KINGSTON, Jamaica CMC – Jamaica will from April 1, introduce a payment scheme for people applying for Caribbean Community (CARICOM) Qualifying Skills certificates.
Last year, 442 skills certificates were issued to CARICOM nationals, with Jamaicans accounting for 411 of that number.
The Caribbean Community (Free Movement of Skilled Persons) Act establishes the legislative arrangements for free movement as required under the Revised Treaty of Chaguaramas establishing the Caribbean Single Market and Economy (CSME) that provides for the free movement of skills, labour, services and goods across the region.
Director of the Work Permit Department in the Ministry of Labour and Social Security, Lisa-Ann Grant, says the fees will be for the processing and preparation of the documents.

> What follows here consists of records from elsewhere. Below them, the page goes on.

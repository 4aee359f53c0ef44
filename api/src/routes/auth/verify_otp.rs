use actix_web::{web, HttpResponse};
use validator::Validate;

use nest_core::repositories::UserRepository;
use nest_core::services::NotificationSink;

use super::AppState;
use crate::dto::auth::{VerifyOtpRequest, VerifyOtpResponse};
use crate::handlers::error::{handle_domain_error, handle_validation_errors};

/// Handler for POST /api/v1/auth/verify-otp
///
/// # Request Body
///
/// ```json
/// {
///     "request_id": "5f0c2a8e4b1d49c7a3e6f2d1b0c9a8e7",
///     "mobile": "9998887777",
///     "otp": "0427"
/// }
/// ```
///
/// # Response
///
/// ## Success (200 OK)
/// ```json
/// {
///     "success": true,
///     "message": "OTP verified successfully.",
///     "access_token": "eyJ...",
///     "token_type": "bearer",
///     "expires_in": 3600,
///     "user": { "id": "...", "mobile": "9998887777", "is_new_user": true }
/// }
/// ```
///
/// ## Errors
/// 400 with `CHALLENGE_NOT_FOUND`, `SUBJECT_MISMATCH`, `OTP_EXPIRED`,
/// `OTP_ALREADY_USED`, `ATTEMPTS_EXCEEDED` or `INCORRECT_CODE`;
/// 403 `USER_INACTIVE` for a deactivated account.
pub async fn verify_otp<U, N>(
    state: web::Data<AppState<U, N>>,
    request: web::Json<VerifyOtpRequest>,
) -> HttpResponse
where
    U: UserRepository + 'static,
    N: NotificationSink + 'static,
{
    if let Err(errors) = request.0.validate() {
        tracing::warn!(event = "verify_otp_invalid_request", "Rejected verify-otp request");
        return handle_validation_errors(&errors);
    }

    let VerifyOtpRequest {
        request_id,
        mobile,
        otp,
    } = request.into_inner();

    match state
        .auth_service
        .verify_otp(&request_id, &mobile, &otp)
        .await
    {
        Ok(response) => HttpResponse::Ok().json(VerifyOtpResponse::from(response)),
        Err(error) => handle_domain_error(error),
    }
}
//! User repository trait defining the interface for user data persistence.
//!
//! The relational store lives outside this crate; implementations adapt it
//! (or an in-memory stand-in) to this async interface.

use async_trait::async_trait;
use uuid::Uuid;

use crate::domain::entities::user::User;
use crate::errors::DomainError;

/// Result of recording a successful sign-in
#[derive(Debug, Clone, PartialEq, Eq)]
pub struct UserLogin {
    /// The created or refreshed user
    pub user: User,
    /// Whether the user was created by this call
    pub is_new: bool,
}

/// Repository trait for User entity persistence operations
#[async_trait]
pub trait UserRepository: Send + Sync {
    /// Find a user by mobile number
    ///
    /// # Returns
    /// * `Ok(Some(User))` - User found
    /// * `Ok(None)` - No user registered with this mobile
    /// * `Err(DomainError)` - Storage error occurred
    async fn find_by_mobile(&self, mobile: &str) -> Result<Option<User>, DomainError>;

    /// Find a user by their unique identifier
    async fn find_by_id(&self, id: Uuid) -> Result<Option<User>, DomainError>;

    /// Record a verified sign-in for `mobile`
    ///
    /// Idempotent per mobile: creates the user on first call, otherwise
    /// refreshes `last_login_at` on the existing record.
    ///
    /// # Returns
    /// * `Ok(UserLogin)` - The user and whether it was just created
    /// * `Err(DomainError)` - Storage error occurred
    async fn upsert_login(&self, mobile: &str) -> Result<UserLogin, DomainError>;

    /// Replace a stored user
    ///
    /// # Returns
    /// * `Err(DomainError::NotFound)` - No user with that id
    async fn update(&self, user: User) -> Result<User, DomainError>;
}
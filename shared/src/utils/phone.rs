//! Mobile number utilities
//!
//! Sign-in is restricted to Indian mobile numbers: ten digits starting with 6-9.

use once_cell::sync::Lazy;
use regex::Regex;

/// Pattern accepted for sign-in mobile numbers
pub const MOBILE_PATTERN: &str = r"^[6-9]\d{9}$";

/// Compiled [`MOBILE_PATTERN`]
pub static MOBILE_REGEX: Lazy<Regex> =
    Lazy::new(|| Regex::new(MOBILE_PATTERN).expect("mobile pattern is a valid regex"));

/// Normalize a phone number by removing common formatting characters
pub fn normalize_phone_number(phone: &str) -> String {
    phone.chars().filter(|c| c.is_ascii_digit()).collect()
}

/// Check if a mobile number is valid for sign-in (exact match, no normalization)
pub fn is_valid_mobile(mobile: &str) -> bool {
    MOBILE_REGEX.is_match(mobile)
}

/// Mask a phone number for logs and display (e.g., 98****7777)
pub fn mask_phone_number(phone: &str) -> String {
    let digits = normalize_phone_number(phone);
    if digits.len() >= 7 {
        format!("{}****{}", &digits[0..2], &digits[digits.len() - 4..])
    } else {
        "****".to_string()
    }
}
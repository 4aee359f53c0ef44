//! Configuration for the token service

use nest_shared::JwtConfig;

use crate::domain::entities::token::{ACCESS_TOKEN_EXPIRY_MINUTES, JWT_AUDIENCE, JWT_ISSUER};

/// Configuration for the token service
#[derive(Clone)]
pub struct TokenServiceConfig {
    /// HS256 signing secret
    pub jwt_secret: String,
    /// Access token expiry in minutes
    pub access_token_expiry_minutes: i64,
    /// Expected `iss` claim
    pub issuer: String,
    /// Expected `aud` claim
    pub audience: String,
}

impl TokenServiceConfig {
    pub fn new(jwt_secret: impl Into<String>) -> Self {
        Self {
            jwt_secret: jwt_secret.into(),
            access_token_expiry_minutes: ACCESS_TOKEN_EXPIRY_MINUTES,
            issuer: JWT_ISSUER.to_string(),
            audience: JWT_AUDIENCE.to_string(),
        }
    }

    /// Build from the shared JWT settings with an already resolved secret
    pub fn from_jwt_config(config: &JwtConfig, jwt_secret: impl Into<String>) -> Self {
        Self {
            jwt_secret: jwt_secret.into(),
            access_token_expiry_minutes: config.access_token_expiry_minutes,
            issuer: config.issuer.clone(),
            audience: config.audience.clone(),
        }
    }

    /// Access token lifetime in seconds
    pub fn access_token_expiry_seconds(&self) -> i64 {
        self.access_token_expiry_minutes * 60
    }
}

impl std::fmt::Debug for TokenServiceConfig {
    fn fmt(&self, f: &mut std::fmt::Formatter<'_>) -> std::fmt::Result {
        f.debug_struct("TokenServiceConfig")
            .field("jwt_secret", &"<redacted>")
            .field("access_token_expiry_minutes", &self.access_token_expiry_minutes)
            .field("issuer", &self.issuer)
            .field("audience", &self.audience)
            .finish()
    }
}
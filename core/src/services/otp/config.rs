//! Configuration for the OTP ledger

use chrono::Duration;
use nest_shared::config::auth::{MAX_RETENTION_MINUTES, MAX_TTL_MINUTES};
use nest_shared::OtpConfig;

use crate::domain::entities::challenge::{DEFAULT_TTL_MINUTES, MAX_ATTEMPTS, MAX_PENDING_PER_SUBJECT};

/// Configuration for the OTP ledger
#[derive(Debug, Clone)]
pub struct OtpLedgerConfig {
    /// Lifetime of an issued challenge
    pub ttl: Duration,
    /// Verification attempts allowed per challenge
    pub max_attempts: u32,
    /// Live pending challenges allowed per mobile number
    pub max_pending_per_subject: usize,
    /// How long lapsed or consumed records are kept before removal
    pub retention: Duration,
}

impl Default for OtpLedgerConfig {
    fn default() -> Self {
        Self {
            ttl: Duration::minutes(DEFAULT_TTL_MINUTES),
            max_attempts: MAX_ATTEMPTS,
            max_pending_per_subject: MAX_PENDING_PER_SUBJECT,
            retention: Duration::minutes(DEFAULT_TTL_MINUTES),
        }
    }
}

/// Windows are clamped to the bounds `OtpConfig::validate` enforces, so an
/// unvalidated config still yields representable durations.
impl From<&OtpConfig> for OtpLedgerConfig {
    fn from(config: &OtpConfig) -> Self {
        Self {
            ttl: Duration::minutes(config.ttl_minutes.clamp(1, MAX_TTL_MINUTES)),
            max_attempts: config.max_attempts,
            max_pending_per_subject: config.max_pending_per_subject,
            retention: Duration::minutes(
                config
                    .effective_retention_minutes()
                    .min(MAX_RETENTION_MINUTES),
            ),
        }
    }
}
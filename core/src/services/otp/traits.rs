//! Trait for delivering one-time codes

use async_trait::async_trait;

/// Outbound channel for one-time codes (SMS gateway, console, ...)
///
/// Delivery is best-effort: failures are logged by the caller and never
/// fail issuance.
#[async_trait]
pub trait NotificationSink: Send + Sync {
    /// Deliver `code` to `subject`, returning a provider message id
    async fn send_code(&self, subject: &str, code: &str) -> Result<String, String>;
}
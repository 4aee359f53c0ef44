//! Environment configuration module

use serde::{Deserialize, Serialize};
use std::env;

/// Application environment
#[derive(Debug, Clone, Copy, Default, PartialEq, Eq, Deserialize, Serialize)]
#[serde(rename_all = "lowercase")]
pub enum Environment {
    /// Development environment
    #[default]
    Development,
    /// Staging/test environment
    Staging,
    /// Production environment
    Production,
}

impl Environment {
    /// Check if running in production
    pub fn is_production(&self) -> bool {
        matches!(self, Environment::Production)
    }

    /// Check if running in development
    pub fn is_development(&self) -> bool {
        matches!(self, Environment::Development)
    }

    /// Get environment from ENV variable
    pub fn from_env() -> Self {
        env::var("ENVIRONMENT")
            .or_else(|_| env::var("ENV"))
            .unwrap_or_else(|_| String::from("development"))
            .parse()
            .unwrap_or(Environment::Development)
    }

    /// Name of the optional configuration file for this environment
    pub fn config_file(&self) -> &str {
        match self {
            Environment::Development => "config/development",
            Environment::Staging => "config/staging",
            Environment::Production => "config/production",
        }
    }
}

impl std::fmt::Display for Environment {
    fn fmt(&self, f: &mut std::fmt::Formatter<'_>) -> std::fmt::Result {
        match self {
            Environment::Development => write!(f, "development"),
            Environment::Staging => write!(f, "staging"),
            Environment::Production => write!(f, "production"),
        }
    }
}

impl std::str::FromStr for Environment {
    type Err = String;

    fn from_str(s: &str) -> Result<Self, Self::Err> {
        match s.to_lowercase().as_str() {
            "development" | "dev" => Ok(Environment::Development),
            "staging" | "stage" | "test" => Ok(Environment::Staging),
            "production" | "prod" => Ok(Environment::Production),
            _ => Err(format!("Invalid environment: {}", s)),
        }
    }
}

/// Logging configuration
#[derive(Debug, Clone, Deserialize, Serialize)]
pub struct LoggingConfig {
    /// Log filter directive (trace, debug, info, warn, error or an EnvFilter string)
    #[serde(default = "default_level")]
    pub level: String,

    /// Log format (json, pretty, compact)
    #[serde(default = "default_log_format")]
    pub format: LogFormat,
}

impl Default for LoggingConfig {
    fn default() -> Self {
        Self {
            level: default_level(),
            format: default_log_format(),
        }
    }
}

impl LoggingConfig {
    /// Create logging config for environment
    pub fn for_environment(env: Environment) -> Self {
        match env {
            Environment::Development => Self {
                level: String::from("debug"),
                format: LogFormat::Pretty,
            },
            Environment::Staging => Self {
                level: String::from("info"),
                format: LogFormat::Json,
            },
            Environment::Production => Self {
                level: String::from("info"),
                format: LogFormat::Json,
            },
        }
    }
}

/// Log format enumeration
#[derive(Debug, Clone, Copy, PartialEq, Eq, Deserialize, Serialize)]
#[serde(rename_all = "lowercase")]
pub enum LogFormat {
    Json,
    Pretty,
    Compact,
}

impl LogFormat {
    /// Name as written in configuration files
    pub fn as_str(&self) -> &'static str {
        match self {
            LogFormat::Json => "json",
            LogFormat::Pretty => "pretty",
            LogFormat::Compact => "compact",
        }
    }
}

fn default_level() -> String {
    String::from("info")
}

fn default_log_format() -> LogFormat {
    LogFormat::Pretty
}

#[cfg(test)]
mod tests {
    use super::*;

    #[test]
    fn test_environment_from_str() {
        assert_eq!("dev".parse::<Environment>().unwrap(), Environment::Development);
        assert_eq!("staging".parse::<Environment>().unwrap(), Environment::Staging);
        assert_eq!("prod".parse::<Environment>().unwrap(), Environment::Production);
        assert!("invalid".parse::<Environment>().is_err());
    }

    #[test]
    fn test_environment_properties() {
        let dev = Environment::Development;
        assert!(dev.is_development());
        assert_eq!(dev.config_file(), "config/development");
        assert_eq!(dev.to_string(), "development");

        let prod = Environment::Production;
        assert!(prod.is_production());
        assert!(!prod.is_development());
    }

    #[test]
    fn test_logging_config_for_environment() {
        let dev_log = LoggingConfig::for_environment(Environment::Development);
        assert_eq!(dev_log.level, "debug");
        assert_eq!(dev_log.format, LogFormat::Pretty);

        let prod_log = LoggingConfig::for_environment(Environment::Production);
        assert_eq!(prod_log.format, LogFormat::Json);
    }
}
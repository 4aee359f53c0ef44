//! OTP challenge entity held by the in-process ledger.
//!
//! A challenge binds a claimed mobile number to a keyed digest of a short
//! one-time code. The plaintext code is never part of the record.

use std::fmt;

use chrono::{DateTime, Duration, Utc};
use constant_time_eq::constant_time_eq;
use serde::{Deserialize, Serialize};

/// Number of random bytes behind a challenge identifier
pub const CHALLENGE_ID_BYTES: usize = 16;

/// Number of decimal digits in a one-time code
pub const CODE_LENGTH: usize = 4;

/// Default lifetime of a challenge (5 minutes)
pub const DEFAULT_TTL_MINUTES: i64 = 5;

/// Default verification attempt ceiling per challenge
pub const MAX_ATTEMPTS: u32 = 5;

/// Default number of live pending challenges allowed per mobile number
pub const MAX_PENDING_PER_SUBJECT: usize = 3;

/// Opaque, unguessable challenge identifier (lowercase hex)
#[derive(Debug, Clone, PartialEq, Eq, Hash, Serialize, Deserialize)]
#[serde(transparent)]
pub struct ChallengeId(String);

impl ChallengeId {
    /// Wraps an already generated identifier
    pub fn new(value: impl Into<String>) -> Self {
        Self(value.into())
    }

    pub fn as_str(&self) -> &str {
        &self.0
    }

    pub fn into_inner(self) -> String {
        self.0
    }
}

impl fmt::Display for ChallengeId {
    fn fmt(&self, f: &mut fmt::Formatter<'_>) -> fmt::Result {
        f.write_str(&self.0)
    }
}

/// Lifecycle state of a challenge
#[derive(Debug, Clone, Copy, PartialEq, Eq, Serialize, Deserialize)]
#[serde(rename_all = "lowercase")]
pub enum ChallengeState {
    /// Issued and awaiting the correct code
    Pending,
    /// Consumed by a successful verification
    Verified,
    /// Lapsed before being consumed
    Expired,
}

impl ChallengeState {
    /// `Verified` and `Expired` never change again
    pub fn is_terminal(&self) -> bool {
        !matches!(self, ChallengeState::Pending)
    }
}

/// Plaintext one-time code.
///
/// Travels once from issuance to the notification sink. `Debug` is redacted
/// so the value cannot leak through structured logging.
#[derive(Clone, PartialEq, Eq)]
pub struct OneTimeCode(String);

impl OneTimeCode {
    pub fn new(value: impl Into<String>) -> Self {
        Self(value.into())
    }

    pub fn as_str(&self) -> &str {
        &self.0
    }

    pub fn into_inner(self) -> String {
        self.0
    }
}

impl fmt::Debug for OneTimeCode {
    fn fmt(&self, f: &mut fmt::Formatter<'_>) -> fmt::Result {
        f.write_str("OneTimeCode(****)")
    }
}

/// 32-byte HMAC-SHA256 digest of (subject, challenge id, code)
#[derive(Clone, PartialEq, Eq)]
pub struct CodeDigest([u8; 32]);

impl CodeDigest {
    pub fn from_bytes(bytes: [u8; 32]) -> Self {
        Self(bytes)
    }

    pub fn as_bytes(&self) -> &[u8; 32] {
        &self.0
    }

    /// Constant-time comparison against another digest
    pub fn matches(&self, other: &CodeDigest) -> bool {
        constant_time_eq(&self.0, &other.0)
    }
}

impl fmt::Debug for CodeDigest {
    fn fmt(&self, f: &mut fmt::Formatter<'_>) -> fmt::Result {
        f.write_str("CodeDigest(<redacted>)")
    }
}

/// One issued OTP challenge
#[derive(Debug, Clone)]
pub struct Challenge {
    /// Lookup key
    pub id: ChallengeId,

    /// Mobile number the challenge is bound to
    pub subject: String,

    /// Keyed digest of the one-time code
    pub code_digest: CodeDigest,

    /// Timestamp when the challenge was issued
    pub created_at: DateTime<Utc>,

    /// Timestamp after which the code is no longer accepted
    pub expires_at: DateTime<Utc>,

    /// Attempts that reached digest comparison
    pub attempt_count: u32,

    /// Current lifecycle state
    pub state: ChallengeState,

    /// Timestamp of the successful verification, if any
    pub verified_at: Option<DateTime<Utc>>,
}

impl Challenge {
    /// Creates a pending challenge expiring `ttl` after `created_at`.
    ///
    /// An expiry past the representable range saturates at the latest instant.
    pub fn new(
        id: ChallengeId,
        subject: String,
        code_digest: CodeDigest,
        created_at: DateTime<Utc>,
        ttl: Duration,
    ) -> Self {
        Self {
            id,
            subject,
            code_digest,
            created_at,
            expires_at: created_at
                .checked_add_signed(ttl)
                .unwrap_or(DateTime::<Utc>::MAX_UTC),
            attempt_count: 0,
            state: ChallengeState::Pending,
            verified_at: None,
        }
    }

    /// Whether `now` is past the expiry instant
    pub fn is_lapsed(&self, now: DateTime<Utc>) -> bool {
        now > self.expires_at
    }

    /// Pending and not yet lapsed; the only records counted for rate limiting
    pub fn is_live_pending(&self, now: DateTime<Utc>) -> bool {
        self.state == ChallengeState::Pending && !self.is_lapsed(now)
    }

    /// Whether the record has outlived the retention window and may be dropped.
    /// A window reaching past the representable range never elapses.
    pub fn is_disposable(&self, now: DateTime<Utc>, retention: Duration) -> bool {
        self.expires_at
            .checked_add_signed(retention)
            .map_or(false, |limit| now > limit)
    }

    /// Whole seconds until expiry, never less than one
    pub fn seconds_until_expiry(&self, now: DateTime<Utc>) -> i64 {
        let remaining = self.expires_at - now;
        let seconds = remaining.num_seconds();
        let rounded_up = if remaining > Duration::seconds(seconds) {
            seconds + 1
        } else {
            seconds
        };
        rounded_up.max(1)
    }

    /// Attempts left before the ceiling trips
    pub fn remaining_attempts(&self, max_attempts: u32) -> u32 {
        max_attempts.saturating_sub(self.attempt_count)
    }

    pub fn record_attempt(&mut self) {
        self.attempt_count = self.attempt_count.saturating_add(1);
    }

    /// Pending → Expired; terminal states are left untouched
    pub fn mark_expired(&mut self) {
        if !self.state.is_terminal() {
            self.state = ChallengeState::Expired;
        }
    }

    /// Pending → Verified. Returns `false` if the record was not pending.
    pub fn mark_verified(&mut self, at: DateTime<Utc>) -> bool {
        if self.state.is_terminal() {
            return false;
        }
        self.state = ChallengeState::Verified;
        self.verified_at = Some(at);
        true
    }
}
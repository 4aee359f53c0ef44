//! Time source used by the OTP ledger

use std::sync::Mutex;

use chrono::{DateTime, Duration, Utc};

/// Source of the current instant
pub trait Clock: Send + Sync {
    fn now(&self) -> DateTime<Utc>;
}

/// Wall clock
#[derive(Debug, Default, Clone, Copy)]
pub struct SystemClock;

impl Clock for SystemClock {
    fn now(&self) -> DateTime<Utc> {
        Utc::now()
    }
}

/// Manually advanced clock for deterministic expiry tests
#[derive(Debug)]
pub struct ManualClock {
    now: Mutex<DateTime<Utc>>,
}

impl ManualClock {
    pub fn new(start: DateTime<Utc>) -> Self {
        Self {
            now: Mutex::new(start),
        }
    }

    /// Moves the clock forward by `by`
    pub fn advance(&self, by: Duration) {
        let mut now = self.now.lock().unwrap_or_else(|poisoned| poisoned.into_inner());
        *now += by;
    }

    pub fn set(&self, to: DateTime<Utc>) {
        let mut now = self.now.lock().unwrap_or_else(|poisoned| poisoned.into_inner());
        *now = to;
    }
}

impl Default for ManualClock {
    fn default() -> Self {
        Self::new(Utc::now())
    }
}

impl Clock for ManualClock {
    fn now(&self) -> DateTime<Utc> {
        *self.now.lock().unwrap_or_else(|poisoned| poisoned.into_inner())
    }
}

#[cfg(test)]
mod tests {
    use super::*;

    #[test]
    fn test_manual_clock_advances() {
        let start = Utc::now();
        let clock = ManualClock::new(start);

        assert_eq!(clock.now(), start);
        clock.advance(Duration::minutes(5));
        assert_eq!(clock.now(), start + Duration::minutes(5));

        clock.set(start);
        assert_eq!(clock.now(), start);
    }

    #[test]
    fn test_system_clock_moves_forward() {
        let clock = SystemClock;
        let a = clock.now();
        let b = clock.now();
        assert!(b >= a);
    }
}
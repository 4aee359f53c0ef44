use serde::{Deserialize, Serialize};
use uuid::Uuid;
use validator::Validate;

use nest_core::{AuthResponse, IssuedChallenge};
use nest_shared::phone::MOBILE_REGEX;
use nest_shared::validation::OTP_CODE_REGEX;

#[derive(Debug, Clone, Serialize, Deserialize, Validate)]
pub struct SendOtpRequest {
    /// Ten-digit Indian mobile number, no country code (e.g. "9998887777")
    #[validate(regex(
        path = *MOBILE_REGEX,
        message = "Please enter a valid 10-digit Indian mobile number."
    ))]
    pub mobile: String,
}

#[derive(Debug, Clone, Serialize, Deserialize, Validate)]
pub struct VerifyOtpRequest {
    /// Challenge id returned by send-otp
    #[validate(length(min = 1, message = "request_id is required."))]
    pub request_id: String,

    #[validate(regex(
        path = *MOBILE_REGEX,
        message = "Please enter a valid 10-digit Indian mobile number."
    ))]
    pub mobile: String,

    /// 4-digit code
    #[validate(regex(path = *OTP_CODE_REGEX, message = "OTP must be a 4-digit numeric code."))]
    pub otp: String,
}

#[derive(Debug, Clone, Serialize, Deserialize)]
pub struct SendOtpResponse {
    pub request_id: String,
    pub message: String,
    /// Seconds until the code expires
    pub expires_in: i64,
    /// Only present when the server echoes codes (local development)
    #[serde(skip_serializing_if = "Option::is_none")]
    pub dev_code: Option<String>,
}

impl From<IssuedChallenge> for SendOtpResponse {
    fn from(issued: IssuedChallenge) -> Self {
        Self {
            request_id: issued.challenge_id,
            message: "Verification code has been sent to your phone.".to_string(),
            expires_in: issued.expires_in,
            dev_code: issued.dev_code,
        }
    }
}

#[derive(Debug, Clone, Serialize, Deserialize)]
pub struct UserSummary {
    pub id: Uuid,
    pub mobile: String,
    pub is_new_user: bool,
}

#[derive(Debug, Clone, Serialize, Deserialize)]
pub struct VerifyOtpResponse {
    pub success: bool,
    pub message: String,
    pub access_token: String,
    pub token_type: String,
    pub expires_in: i64,
    pub user: UserSummary,
}

impl From<AuthResponse> for VerifyOtpResponse {
    fn from(response: AuthResponse) -> Self {
        Self {
            success: true,
            message: "OTP verified successfully.".to_string(),
            access_token: response.access_token,
            token_type: response.token_type,
            expires_in: response.expires_in,
            user: UserSummary {
                id: response.user_id,
                mobile: response.mobile,
                is_new_user: response.is_new_user,
            },
        }
    }
}
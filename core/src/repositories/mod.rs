//! Repository interfaces implemented by the infrastructure layer.

pub mod user;

pub use user::{UserLogin, UserRepository};
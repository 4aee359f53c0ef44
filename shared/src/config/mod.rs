//! Configuration module with business-specific sub-modules
//!
//! - `auth` - JWT issuance and OTP challenge policy
//! - `environment` - Environment detection and logging configuration
//! - `server` - HTTP server configuration

pub mod auth;
pub mod environment;
pub mod server;

use serde::{Deserialize, Serialize};

// Re-export commonly used types
pub use auth::{AuthConfig, JwtConfig, OtpConfig};
pub use environment::{Environment, LogFormat, LoggingConfig};
pub use server::ServerConfig;

/// Complete application configuration combining all sub-configurations
#[derive(Debug, Clone, Deserialize, Serialize)]
pub struct AppConfig {
    /// Environment configuration
    #[serde(default)]
    pub environment: Environment,

    /// Server configuration
    #[serde(default)]
    pub server: ServerConfig,

    /// Authentication configuration
    #[serde(default)]
    pub auth: AuthConfig,

    /// Logging configuration
    #[serde(default)]
    pub logging: LoggingConfig,
}

impl Default for AppConfig {
    fn default() -> Self {
        Self::for_environment(Environment::default())
    }
}

impl AppConfig {
    /// Baseline configuration for an environment, before file and env overrides
    pub fn for_environment(environment: Environment) -> Self {
        Self {
            environment,
            server: ServerConfig::default(),
            auth: AuthConfig::default(),
            logging: LoggingConfig::for_environment(environment),
        }
    }

    /// Check cross-field constraints that serde cannot express
    pub fn validate(&self) -> Result<(), String> {
        self.auth.otp.validate(self.environment)?;
        self.auth.otp.hmac_secret_for(self.environment)?;
        self.auth.jwt.secret_for(self.environment)?;
        if self.auth.jwt.access_token_expiry_minutes <= 0 {
            return Err("auth.jwt.access_token_expiry_minutes must be positive".to_string());
        }
        Ok(())
    }
}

Under Regulation 2 of the Caribbean Community (Free Movement of Skilled Persons) Act, persons will now be charged a non-refundable application fee of J$2,000 (One Jamaica dollar = US$0.001 cents) for the issuance of a certificate.
In addition, there will be a processing fee of J$8,000, and a further J$2,000 for each dependent.
The authorities have also indicated that a fee of J$2,000 will be charged to have certificates amended, and in the event that a certificate has been lost, stolen or destroyed, applicants would be required to pay J$3,000 to replace the document.
Grant said that additional security features would be placed on the certificates to reduce the incidence of fraud while improving the general quality of the documents.
She said that all photocopied documents submitted when persons are applying for their skills certificate, must be signed by a Justice of the Peace.
Other stipulations include a letter of verification from the relevant institution, certifying that an applicant has completed the program of study as represented on the qualifications.
“If your qualifications are not from a university as stated in the Act, then you are required to take these qualifications to the University Council of Jamaica,” Grant advised.
“You will also need to provide for us, a document showing a change of name if applicable, the bio data page of your passport, or a copy of your naturalization document, which will prove your nationality to a CARICOM country,” she added.
The applicant would also have to provide a police report from the country in which the applicant has been domiciled for the last three years; a birth certificate; and three passport-sized photographs.
She said currently, application forms are emailed to applicants once they provide the department with the relevant information.